A special issue of Sustainability (ISSN 2071-1050). This special issue belongs to the section "Sustainable Water Management".

Deadline for manuscript submissions: closed (15 November 2023) | Viewed by 12340

Special Issue Editors

Dr. Simone Rossi

E-Mail Website
Guest Editor
Department of Civil and Environmental Engineering (DICA), Politecnico di Milano, 20133 Milano, Italy
Interests: microalgae-based wastewater treatment systems and biorefineries; photo-oxygenation and CO2 biofixation; respirometric evaluation of biomass growth and inhibition; mathematical modelling; techno-economic assessment
Dr. Francesca Casagli

E-Mail Website
Guest Editor
INRIA - National Institute for Research in Computer Science and Control (BIOCORE - Biological Control of Artificial Ecosystems Research Team), 2004 Route des Lucioles, 06902 Sophia-Antipolis, France
Interests: fully predictive mathematical modelling of microalgae-based wastewater treatment systems; numerical optimization of biomass production and nutrient removal/recovery; evaluation and reduction of environmental impacts and greenhouse gases emissions
Dr. Micol Bellucci

E-Mail Website
Guest Editor
Italian Institute for Environmental Protection and Research (ISPRA), 00144 Rome, Italy
Interests: microalgal cultivation on wastewaters; biological nitrogen removal; molecular characterization of microalgae-bacteria consortia; application of flow cytometry on complex microbial communities; ecotoxicology assays

Special Issue Information

Dear Colleagues,

We are pleased to launch a Special Issue related to the integration of microalgae cultivation in wastewaters for sustainable nutrient removal/recovery, bioenergy production, and CO2 biofixation.

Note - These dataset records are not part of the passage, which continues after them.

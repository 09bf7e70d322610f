//! This module encapsulates the fields of the [`CellData`]. Since this is the
//! only place they are visible, this means that the type of the [`CellVtable`]
//! is guaranteed to always be in sync with the type of the actual stored
//! value. This follows from the fact that they are in sync when created and
//! that the API offers no way to change the [`CellVtable`] or value type after
//! creation.

use crate::cell::{
    raw::{RawCellMut, RawCellRef},
    vtable::CellVtable,
};

/// Type-erased cell data structure with vtable-based dispatch.
///
/// This struct uses `#[repr(C)]` to enable safe field access in type-erased
/// contexts, allowing access to the vtable field even when the concrete value
/// type `V` is unknown.
#[repr(C)]
pub(super) struct CellData<V: 'static> {
    /// The vtable of this cell
    vtable: &'static CellVtable,
    /// The actual stored value
    value: V,
}

impl<V: 'static> CellData<V> {
    /// Creates a new direct [`CellData`] holding the given value.
    ///
    /// The vtable is created here, paired with `V`, so it cannot get out of
    /// sync with the stored value.
    #[inline]
    pub(super) fn new_direct(value: V) -> Self
    where
        V: Clone,
    {
        Self {
            vtable: CellVtable::new_direct::<V>(),
            value,
        }
    }

    /// Creates a new polymorphic [`CellData`] holding the given value.
    #[inline]
    pub(super) fn new_polymorphic(value: V) -> Self
    where
        V: Clone + crate::upcast::Upcast,
    {
        Self {
            vtable: CellVtable::new_polymorphic::<V>(),
            value,
        }
    }
}

impl<'a> RawCellRef<'a> {
    /// Returns a reference to the [`CellVtable`] of the [`CellData`]
    /// instance.
    #[inline]
    pub(super) fn vtable(self) -> &'static CellVtable {
        let ptr = self.as_ptr();
        // SAFETY: We don't know the actual inner value type, but we do know
        // that it points to an instance of `CellData<V>` for some specific
        // `V`. Since `CellData<V>` is `#[repr(C)]`, that means that it's safe
        // to create pointers to the fields before the actual value.
        //
        // We need to take care to avoid creating an actual reference to the
        // `CellData` itself though, as that would still be undefined behavior
        // since we don't have the right type.
        let vtable_ptr: *const &'static CellVtable = unsafe { &raw const (*ptr).vtable };

        // SAFETY: Dereferencing the pointer and getting out the `&'static
        // CellVtable` is valid for the same reasons
        unsafe { *vtable_ptr }
    }

    /// Accesses the inner value of the [`CellData`] instance as a reference
    /// to the specified type.
    ///
    /// # Safety
    ///
    /// The caller must ensure that the type `V` matches the actual value type
    /// stored in the [`CellData`].
    #[inline]
    pub unsafe fn value_downcast_unchecked<V: 'static>(self) -> &'a V {
        // SAFETY: The inner function requires that `V` matches the type
        // stored, but that is guaranteed by our caller.
        let this = unsafe { self.cast_inner::<V>() };
        &this.value
    }
}

impl<'a> RawCellMut<'a> {
    /// Accesses the inner value of the [`CellData`] instance as a mutable
    /// reference to the specified type.
    ///
    /// # Safety
    ///
    /// The caller must ensure that the type `V` matches the actual value type
    /// stored in the [`CellData`].
    #[inline]
    pub unsafe fn value_downcast_mut_unchecked<V: 'static>(self) -> &'a mut V {
        // SAFETY: The inner function requires that `V` matches the type
        // stored, but that is guaranteed by our caller.
        let this = unsafe { self.cast_inner_mut::<V>() };
        &mut this.value
    }
}
//! The exclusive type-erased reference container.

use core::{any::TypeId, fmt};

use dynany_internals::RawBinding;

use crate::{any_ref::AnyRef, error::BadRefCast};

/// A non-owning, type-erased exclusive reference.
///
/// An `AnyMut` captures an existing `&mut` reference together with the
/// referent's type identity. Like the `&mut T` it was created from, it is
/// move-only: exclusive access to the referent flows through exactly one
/// `AnyMut` at a time, which is what makes the mutable accessors safe.
///
/// Shared access is available through [`get`](AnyMut::get) or by demoting to
/// an [`AnyRef`] with [`as_ref`](AnyMut::as_ref) (temporarily) or
/// [`into_ref`](AnyMut::into_ref) (permanently).
///
/// # Examples
///
/// ```
/// use dynany::AnyMut;
///
/// let mut number = 10i32;
/// let mut reference = AnyMut::new(&mut number);
///
/// *reference.get_mut::<i32>().unwrap() += 1;
/// assert_eq!(number, 11);
/// ```
pub struct AnyMut<'a> {
    /// The captured binding
    ///
    /// # Safety
    ///
    /// The following safety invariants are guaranteed to be upheld as long as
    /// this struct exists:
    ///
    /// 1. The binding is tagged [`Mutability::Mutable`] and was captured from
    ///    a live `&'a mut T` of the type it describes.
    /// 2. This `AnyMut` is the only access path to the referent for the
    ///    lifetime `'a`, apart from references borrowed from it through
    ///    `&self`/`&mut self` methods.
    ///
    /// [`Mutability::Mutable`]: dynany_internals::Mutability::Mutable
    raw: RawBinding<'a>,
}

impl<'a> AnyMut<'a> {
    /// Captures an exclusive reference.
    pub fn new<T: 'static>(value: &'a mut T) -> Self {
        Self {
            raw: RawBinding::bind_mut(value),
        }
    }

    /// Returns the [`TypeId`] of the captured type.
    pub fn type_id(&self) -> TypeId {
        self.raw.binding_type_id()
    }

    /// Returns the [`core::any::type_name`] of the captured type.
    pub fn type_name(&self) -> &'static str {
        self.raw.binding_type_name()
    }

    /// Returns a shared reference to the referent as type `T`, or `None` when
    /// `T` is not the captured type.
    ///
    /// The returned reference borrows this `AnyMut`, so no mutable access is
    /// possible while it is alive.
    pub fn get<T: 'static>(&self) -> Option<&T> {
        if self.raw.binding_type_id() == TypeId::of::<T>() {
            // SAFETY:
            // 1. The type was just checked.
            // 2. The returned reference is reborrowed to the `&self` lifetime,
            //    and invariant 2 of the `raw` field guarantees every exclusive
            //    reference to the referent is derived through `&mut self`,
            //    which cannot coexist with the `&self` borrow.
            Some(unsafe { self.raw.downcast_unchecked() })
        } else {
            None
        }
    }

    /// Returns an exclusive reference to the referent as type `T`, or `None`
    /// when `T` is not the captured type.
    pub fn get_mut<T: 'static>(&mut self) -> Option<&mut T> {
        if self.raw.binding_type_id() == TypeId::of::<T>() {
            // SAFETY:
            // 1. The type was just checked.
            // 2. The binding is tagged mutable by invariant 1 of the `raw`
            //    field.
            // 3. The returned reference is reborrowed to the `&mut self`
            //    lifetime, and invariant 2 of the `raw` field guarantees no
            //    other reference to the referent can coexist with that
            //    borrow.
            Some(unsafe { self.raw.downcast_mut_unchecked() })
        } else {
            None
        }
    }

    /// Returns a shared reference to the referent as type `T`.
    ///
    /// This is the [`Result`]-returning form of [`get`](AnyMut::get); the
    /// error records both the requested and the captured type name.
    pub fn cast<T: 'static>(&self) -> Result<&T, BadRefCast> {
        self.get().ok_or_else(|| {
            BadRefCast::new(core::any::type_name::<T>(), self.raw.binding_type_name())
        })
    }

    /// Returns an exclusive reference to the referent as type `T`.
    ///
    /// This is the [`Result`]-returning form of [`get_mut`](AnyMut::get_mut).
    pub fn cast_mut<T: 'static>(&mut self) -> Result<&mut T, BadRefCast> {
        let error = BadRefCast::new(core::any::type_name::<T>(), self.raw.binding_type_name());
        self.get_mut().ok_or(error)
    }

    /// Consumes the container, returning an exclusive reference to the
    /// referent for the full captured lifetime.
    pub fn into_mut<T: 'static>(self) -> Result<&'a mut T, BadRefCast> {
        if self.raw.binding_type_id() == TypeId::of::<T>() {
            // SAFETY:
            // 1. The type was just checked.
            // 2. The binding is tagged mutable by invariant 1 of the `raw`
            //    field.
            // 3. Consuming `self` transfers the exclusive access guaranteed
            //    by invariant 2 of the `raw` field to the returned reference.
            Ok(unsafe { self.raw.downcast_mut_unchecked() })
        } else {
            Err(BadRefCast::new(
                core::any::type_name::<T>(),
                self.raw.binding_type_name(),
            ))
        }
    }

    /// Temporarily demotes this container to a shared [`AnyRef`].
    ///
    /// The `AnyRef` (and every copy made of it) borrows this `AnyMut`, so no
    /// mutable access is possible until all of them are gone.
    pub fn as_ref(&self) -> AnyRef<'_> {
        // SAFETY:
        // 1. The returned `AnyRef` borrows `self`, and invariant 2 of the
        //    `raw` field guarantees every exclusive reference to the referent
        //    is derived through `&mut self`, which cannot coexist with that
        //    borrow.
        unsafe { AnyRef::from_raw(self.raw) }
    }

    /// Consumes the container, demoting it to a shared [`AnyRef`] for the
    /// full captured lifetime.
    ///
    /// The demotion is permanent: exclusive access to the referent is given
    /// up, and only shared access remains for the rest of the lifetime. The
    /// resulting `AnyRef` still reports [`is_mut`](AnyRef::is_mut) as `true`
    /// to record how the capture was originally made.
    pub fn into_ref(self) -> AnyRef<'a> {
        // SAFETY:
        // 1. Consuming `self` gives up the exclusive access guaranteed by
        //    invariant 2 of the `raw` field, so only shared access to the
        //    referent remains for the rest of the lifetime.
        unsafe { AnyRef::from_raw(self.raw) }
    }

    /// Replaces the capture with a different exclusive reference.
    ///
    /// The new referent may be of a different type. The previously captured
    /// reference is released.
    pub fn rebind<T: 'static>(&mut self, value: &'a mut T) {
        self.raw = RawBinding::bind_mut(value);
    }
}

impl fmt::Debug for AnyMut<'_> {
    fn fmt(&self, f: &mut fmt::Formatter<'_>) -> fmt::Result {
        f.debug_struct("AnyMut")
            .field("type", &self.type_name())
            .finish_non_exhaustive()
    }
}
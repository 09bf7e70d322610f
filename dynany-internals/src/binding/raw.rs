//! Type-erased reference bindings.
//!
//! A [`RawBinding`] is the non-owning counterpart of
//! [`RawCell`](crate::cell::RawCell): instead of copying a value into managed
//! storage, it captures a pointer to a value that lives elsewhere, together
//! with the captured type's identity and a [`Mutability`] tag recording how
//! the capture was made. The whole wrapper is a small inline structure — no
//! allocation happens when creating, copying, or dropping a binding.
//!
//! # Safety Invariant
//!
//! The `ptr` field can only be set via [`RawBinding::bind_ref`] or
//! [`RawBinding::bind_mut`], which derive it from a live reference of the
//! type described by the vtable. The borrow checker ties the binding to the
//! referent's lifetime through the `'a` parameter, so the pointer is valid
//! and points to an initialized value of the vtable's type for the entire
//! lifetime of the binding. The tag is [`Mutability::Mutable`] iff the
//! capture was made from a `&mut` reference.
//!
//! What the raw layer does *not* track is aliasing: a `RawBinding` is `Copy`,
//! so two copies of a mutable capture can exist at once. The mutable accessor
//! is therefore `unsafe`; the safe wrapper types in the `dynany` crate
//! restrict their surface so that exclusivity is enforced by the borrow
//! checker.

use core::{any::TypeId, marker::PhantomData, ptr::NonNull};

use crate::{binding::vtable::BindingVtable, util::Erased};

/// How the referent of a [`RawBinding`] was captured.
///
/// A mutable capture is strictly stronger than a const one: every operation
/// permitted on a const capture is also permitted on a mutable capture, while
/// mutable access additionally requires the tag to be [`Mutable`].
///
/// [`Mutable`]: Mutability::Mutable
#[derive(Copy, Clone, PartialEq, Eq, Hash, Debug)]
pub enum Mutability {
    /// The referent was captured from a shared (`&T`) reference.
    Const,
    /// The referent was captured from an exclusive (`&mut T`) reference.
    Mutable,
}

/// A bounded-size, non-owning capture of a reference to a value of some
/// erased type `T`.
///
/// The binding consists of a pointer to the referent, a vtable carrying the
/// captured type's identity, and a [`Mutability`] tag. Copying a binding
/// copies the wrapper only; the referent is never duplicated, and dropping a
/// binding never touches it.
#[derive(Clone, Copy)]
pub struct RawBinding<'a> {
    /// Pointer to the referent
    ///
    /// # Safety
    ///
    /// The following safety invariants are guaranteed to be upheld as long as
    /// this struct exists:
    ///
    /// 1. The pointer was derived from a live `&'a T` or `&'a mut T` where
    ///    `T` is the type described by `vtable`.
    /// 2. The referent stays valid and initialized for the whole lifetime
    ///    `'a`.
    /// 3. If `mutability` is [`Mutability::Mutable`], the pointer was derived
    ///    from a `&'a mut T`.
    ptr: NonNull<Erased>,
    /// Vtable carrying the captured type's identity
    vtable: &'static BindingVtable,
    /// How the referent was captured
    mutability: Mutability,
    /// Marker tying the binding to the referent's lifetime
    _marker: PhantomData<&'a Erased>,
}

impl<'a> RawBinding<'a> {
    /// Captures a shared reference, producing a binding tagged
    /// [`Mutability::Const`].
    #[inline]
    pub fn bind_ref<T: 'static>(value: &'a T) -> Self {
        Self {
            ptr: NonNull::from(value).cast::<Erased>(),
            vtable: BindingVtable::new::<T>(),
            mutability: Mutability::Const,
            _marker: PhantomData,
        }
    }

    /// Captures an exclusive reference, producing a binding tagged
    /// [`Mutability::Mutable`].
    ///
    /// The original `&'a mut T` is consumed by the borrow; whether the
    /// resulting binding may be used for mutable access is governed by the
    /// safety contract of [`downcast_mut_unchecked`].
    ///
    /// [`downcast_mut_unchecked`]: RawBinding::downcast_mut_unchecked
    #[inline]
    pub fn bind_mut<T: 'static>(value: &'a mut T) -> Self {
        Self {
            ptr: NonNull::from(value).cast::<Erased>(),
            vtable: BindingVtable::new::<T>(),
            mutability: Mutability::Mutable,
            _marker: PhantomData,
        }
    }

    /// Returns the [`TypeId`] of the captured type.
    #[inline]
    pub fn binding_type_id(self) -> TypeId {
        self.vtable.type_id()
    }

    /// Returns the [`core::any::type_name`] of the captured type.
    #[inline]
    pub fn binding_type_name(self) -> &'static str {
        self.vtable.type_name()
    }

    /// Returns how the referent was captured.
    #[inline]
    pub fn mutability(self) -> Mutability {
        self.mutability
    }

    /// Accesses the referent as a shared reference to the specified type.
    ///
    /// # Safety
    ///
    /// The caller must ensure:
    ///
    /// 1. The type `T` matches the captured type (can be verified by calling
    ///    [`binding_type_id`] first).
    /// 2. No exclusive reference to the referent derived from this binding or
    ///    a copy of it is live while the returned reference exists.
    ///
    /// [`binding_type_id`]: RawBinding::binding_type_id
    #[inline]
    pub unsafe fn downcast_unchecked<T: 'static>(self) -> &'a T {
        // Debug assertion to catch type mismatches in case of bugs
        debug_assert_eq!(self.binding_type_id(), TypeId::of::<T>());

        let ptr = self.ptr.cast::<T>();
        // SAFETY: The pointer is non-null, aligned, and points to a live,
        // initialized `T` for the lifetime 'a (type match guaranteed by the
        // caller, validity by the type invariants). Absence of conflicting
        // exclusive references is guaranteed by the caller.
        unsafe { ptr.as_ref() }
    }

    /// Accesses the referent as an exclusive reference to the specified type.
    ///
    /// # Safety
    ///
    /// The caller must ensure:
    ///
    /// 1. The type `T` matches the captured type.
    /// 2. The binding is tagged [`Mutability::Mutable`].
    /// 3. No other reference to the referent derived from this binding or a
    ///    copy of it is live while the returned reference exists.
    #[inline]
    pub unsafe fn downcast_mut_unchecked<T: 'static>(self) -> &'a mut T {
        // Debug assertions to catch misuse in case of bugs
        debug_assert_eq!(self.binding_type_id(), TypeId::of::<T>());
        debug_assert_eq!(self.mutability, Mutability::Mutable);

        let mut ptr = self.ptr.cast::<T>();
        // SAFETY: The pointer is non-null, aligned, and points to a live,
        // initialized `T` for the lifetime 'a. It was derived from a
        // `&'a mut T` (invariant 3 of the `ptr` field, via the Mutable tag
        // guaranteed by the caller), and the caller guarantees exclusivity.
        unsafe { ptr.as_mut() }
    }
}
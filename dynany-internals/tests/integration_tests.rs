//! Integration tests for the dynany-internals crate.
//!
//! This test suite exercises the raw layer the way the `dynany` crate uses
//! it:
//!
//! ## Cell tests
//! - `test_cell_creation_and_type_identity`: Direct cell creation, type
//!   checking, and exact-match upcasts
//! - `test_cell_clone_independence`: Deep cloning through the vtable
//! - `test_cell_mutation_through_upcast`: Mutable projection and reborrowing
//! - `test_polymorphic_cell_base_projection`: Base recovery through a
//!   declared compatibility graph, including multiple bases
//! - `test_polymorphic_cell_diamond`: Deterministic resolution when the same
//!   base is reachable through two paths
//!
//! ## Binding tests
//! - `test_binding_capture_and_identity`: Const/mutable capture tags and type
//!   identity
//! - `test_binding_aliases_referent`: The binding points at the original
//!   storage, not a copy

use core::any::{Any, TypeId};

use dynany_internals::{Mutability, RawBinding, RawCell, upcast::Upcast};

#[derive(Clone, PartialEq, Debug)]
struct Engine {
    horsepower: u32,
}

#[derive(Clone, PartialEq, Debug)]
struct Chassis {
    wheels: u8,
}

#[derive(Clone, PartialEq, Debug)]
struct Car {
    engine: Engine,
    chassis: Chassis,
    name: &'static str,
}

impl Upcast for Engine {
    fn upcast(&self, target: TypeId) -> Option<&dyn Any> {
        (target == TypeId::of::<Engine>()).then_some(self as &dyn Any)
    }

    fn upcast_mut(&mut self, target: TypeId) -> Option<&mut dyn Any> {
        (target == TypeId::of::<Engine>()).then_some(self as &mut dyn Any)
    }
}

impl Upcast for Chassis {
    fn upcast(&self, target: TypeId) -> Option<&dyn Any> {
        (target == TypeId::of::<Chassis>()).then_some(self as &dyn Any)
    }

    fn upcast_mut(&mut self, target: TypeId) -> Option<&mut dyn Any> {
        (target == TypeId::of::<Chassis>()).then_some(self as &mut dyn Any)
    }
}

impl Upcast for Car {
    fn upcast(&self, target: TypeId) -> Option<&dyn Any> {
        if target == TypeId::of::<Car>() {
            return Some(self);
        }
        if let Some(value) = self.engine.upcast(target) {
            return Some(value);
        }
        self.chassis.upcast(target)
    }

    fn upcast_mut(&mut self, target: TypeId) -> Option<&mut dyn Any> {
        if target == TypeId::of::<Car>() {
            return Some(self);
        }
        if self.engine.upcast(target).is_some() {
            return self.engine.upcast_mut(target);
        }
        self.chassis.upcast_mut(target)
    }
}

fn test_car() -> Car {
    Car {
        engine: Engine { horsepower: 90 },
        chassis: Chassis { wheels: 4 },
        name: "2cv",
    }
}

#[test]
fn test_cell_creation_and_type_identity() {
    let cell = RawCell::new_direct(String::from("test message"));
    let cell_ref = cell.as_ref();

    assert_eq!(cell_ref.value_type_id(), TypeId::of::<String>());
    assert_eq!(cell_ref.value_type_name(), core::any::type_name::<String>());

    let value = cell_ref.upcast(TypeId::of::<String>()).unwrap();
    assert_eq!(value.downcast_ref::<String>().unwrap(), "test message");

    // A direct cell only answers for the exact stored type.
    assert!(cell_ref.upcast(TypeId::of::<&str>()).is_none());
    assert!(cell_ref.upcast(TypeId::of::<i32>()).is_none());
}

#[test]
fn test_cell_clone_independence() {
    let cell = RawCell::new_direct(vec![1u8, 2, 3]);
    let copy = cell.as_ref().clone_cell();

    let original = cell
        .as_ref()
        .upcast(TypeId::of::<Vec<u8>>())
        .and_then(|any| any.downcast_ref::<Vec<u8>>())
        .unwrap();
    let cloned = copy
        .as_ref()
        .upcast(TypeId::of::<Vec<u8>>())
        .and_then(|any| any.downcast_ref::<Vec<u8>>())
        .unwrap();

    assert_eq!(original, cloned);
    assert!(!core::ptr::eq(original, cloned));

    // Dropping the original must leave the clone intact.
    drop(cell);
    let cloned = copy
        .as_ref()
        .upcast(TypeId::of::<Vec<u8>>())
        .and_then(|any| any.downcast_ref::<Vec<u8>>())
        .unwrap();
    assert_eq!(cloned, &[1, 2, 3]);
}

#[test]
fn test_cell_mutation_through_upcast() {
    let mut cell = RawCell::new_direct(10i64);
    {
        let value = cell.as_mut().upcast_mut(TypeId::of::<i64>()).unwrap();
        *value.downcast_mut::<i64>().unwrap() *= 10;
    }
    let value = cell.as_ref().upcast(TypeId::of::<i64>()).unwrap();
    assert_eq!(value.downcast_ref::<i64>(), Some(&100));
}

#[test]
fn test_polymorphic_cell_base_projection() {
    let cell = RawCell::new_polymorphic(test_car());
    let cell_ref = cell.as_ref();

    // Exact type still works.
    let car = cell_ref
        .upcast(TypeId::of::<Car>())
        .and_then(|any| any.downcast_ref::<Car>())
        .unwrap();
    assert_eq!(car.name, "2cv");

    // Both declared bases are reachable, and they alias the embedded fields.
    let engine = cell_ref
        .upcast(TypeId::of::<Engine>())
        .and_then(|any| any.downcast_ref::<Engine>())
        .unwrap();
    assert_eq!(engine.horsepower, 90);
    assert!(core::ptr::eq(engine, &car.engine));

    let chassis = cell_ref
        .upcast(TypeId::of::<Chassis>())
        .and_then(|any| any.downcast_ref::<Chassis>())
        .unwrap();
    assert_eq!(chassis.wheels, 4);

    // Unrelated types fail.
    assert!(cell_ref.upcast(TypeId::of::<String>()).is_none());
    assert!(cell_ref.upcast(TypeId::of::<u32>()).is_none());
}

#[test]
fn test_polymorphic_cell_mutation_through_base() {
    let mut cell = RawCell::new_polymorphic(test_car());
    {
        let engine = cell.as_mut().upcast_mut(TypeId::of::<Engine>()).unwrap();
        engine.downcast_mut::<Engine>().unwrap().horsepower = 120;
    }
    let car = cell
        .as_ref()
        .upcast(TypeId::of::<Car>())
        .and_then(|any| any.downcast_ref::<Car>())
        .unwrap();
    assert_eq!(car.engine.horsepower, 120);
}

#[derive(Clone)]
struct Shared {
    id: u32,
}

#[derive(Clone)]
struct Left {
    shared: Shared,
}

#[derive(Clone)]
struct Right {
    shared: Shared,
}

#[derive(Clone)]
struct Diamond {
    left: Left,
    right: Right,
}

impl Upcast for Shared {
    fn upcast(&self, target: TypeId) -> Option<&dyn Any> {
        (target == TypeId::of::<Shared>()).then_some(self as &dyn Any)
    }

    fn upcast_mut(&mut self, target: TypeId) -> Option<&mut dyn Any> {
        (target == TypeId::of::<Shared>()).then_some(self as &mut dyn Any)
    }
}

impl Upcast for Left {
    fn upcast(&self, target: TypeId) -> Option<&dyn Any> {
        if target == TypeId::of::<Left>() {
            return Some(self);
        }
        self.shared.upcast(target)
    }

    fn upcast_mut(&mut self, target: TypeId) -> Option<&mut dyn Any> {
        if target == TypeId::of::<Left>() {
            return Some(self);
        }
        self.shared.upcast_mut(target)
    }
}

impl Upcast for Right {
    fn upcast(&self, target: TypeId) -> Option<&dyn Any> {
        if target == TypeId::of::<Right>() {
            return Some(self);
        }
        self.shared.upcast(target)
    }

    fn upcast_mut(&mut self, target: TypeId) -> Option<&mut dyn Any> {
        if target == TypeId::of::<Right>() {
            return Some(self);
        }
        self.shared.upcast_mut(target)
    }
}

impl Upcast for Diamond {
    fn upcast(&self, target: TypeId) -> Option<&dyn Any> {
        if target == TypeId::of::<Diamond>() {
            return Some(self);
        }
        if let Some(value) = self.left.upcast(target) {
            return Some(value);
        }
        self.right.upcast(target)
    }

    fn upcast_mut(&mut self, target: TypeId) -> Option<&mut dyn Any> {
        if target == TypeId::of::<Diamond>() {
            return Some(self);
        }
        if self.left.upcast(target).is_some() {
            return self.left.upcast_mut(target);
        }
        self.right.upcast_mut(target)
    }
}

#[test]
fn test_polymorphic_cell_diamond() {
    let diamond = Diamond {
        left: Left {
            shared: Shared { id: 1 },
        },
        right: Right {
            shared: Shared { id: 2 },
        },
    };
    let cell = RawCell::new_polymorphic(diamond);
    let cell_ref = cell.as_ref();

    // The shared base is reachable through both paths; the first declared
    // path wins.
    let shared = cell_ref
        .upcast(TypeId::of::<Shared>())
        .and_then(|any| any.downcast_ref::<Shared>())
        .unwrap();
    assert_eq!(shared.id, 1);

    // Intermediate bases are reachable as well.
    assert!(cell_ref.upcast(TypeId::of::<Left>()).is_some());
    assert!(cell_ref.upcast(TypeId::of::<Right>()).is_some());
}

#[test]
fn test_binding_capture_and_identity() {
    let text = String::from("bound");
    let binding = RawBinding::bind_ref(&text);
    assert_eq!(binding.binding_type_id(), TypeId::of::<String>());
    assert_eq!(
        binding.binding_type_name(),
        core::any::type_name::<String>()
    );
    assert_eq!(binding.mutability(), Mutability::Const);

    let mut number = 7u16;
    let binding = RawBinding::bind_mut(&mut number);
    assert_eq!(binding.binding_type_id(), TypeId::of::<u16>());
    assert_eq!(binding.mutability(), Mutability::Mutable);
}

#[test]
fn test_binding_aliases_referent() {
    let mut number = 7u16;
    let address = &raw const number;
    {
        let binding = RawBinding::bind_mut(&mut number);
        // SAFETY: The binding captures a `u16` from a `&mut` and no other
        // references derived from it are live
        let through_binding: &mut u16 = unsafe { binding.downcast_mut_unchecked::<u16>() };
        assert!(core::ptr::eq(through_binding, address));
        *through_binding = 9;
    }
    assert_eq!(number, 9);
}
//! Module containing the non-owning erased reference binding

mod raw;
mod vtable;

pub use self::raw::{Mutability, RawBinding};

Conventional wastewater treatment plants (WTTP) typically rely on biological processes to remove nutrients and other contaminants from wastewaters due to their high efficiency and low cost compared to other treatments. These systems can achieve high removal efficiencies for biodegradable organic matter, inorganic nitrogen, and phosphorus compounds. However, the high energy requirement for the oxygenation of mixed liquors in activated sludge processes, and the emissions of large quantities of greenhouse (CO2, N2O) and toxic (NH3) gases, has led to an increasing interest in the use of microalgae-based wastewater treatment processes and biorefineries. The main advantage of integrating microalgae in WWTPs is the possibility of exploiting synergic consortia among microalgae and aerobic bacteria, thus leading to simultaneous nutrient removal, CO2 biofixation, and biomass production. The algal biomass can be valorised in different ways, including the production of biofuels (biogas, bio-biodiesel, bio-hydrogen, among others) and bio-based materials: i) bioplastics; ii) soil biofertilizers and biostimulants; iii) feed for animal consumption; iv) biochar and other bio-absorbent materials. However, several bottlenecks must still be addressed in order to apply this technology at an industrial scale.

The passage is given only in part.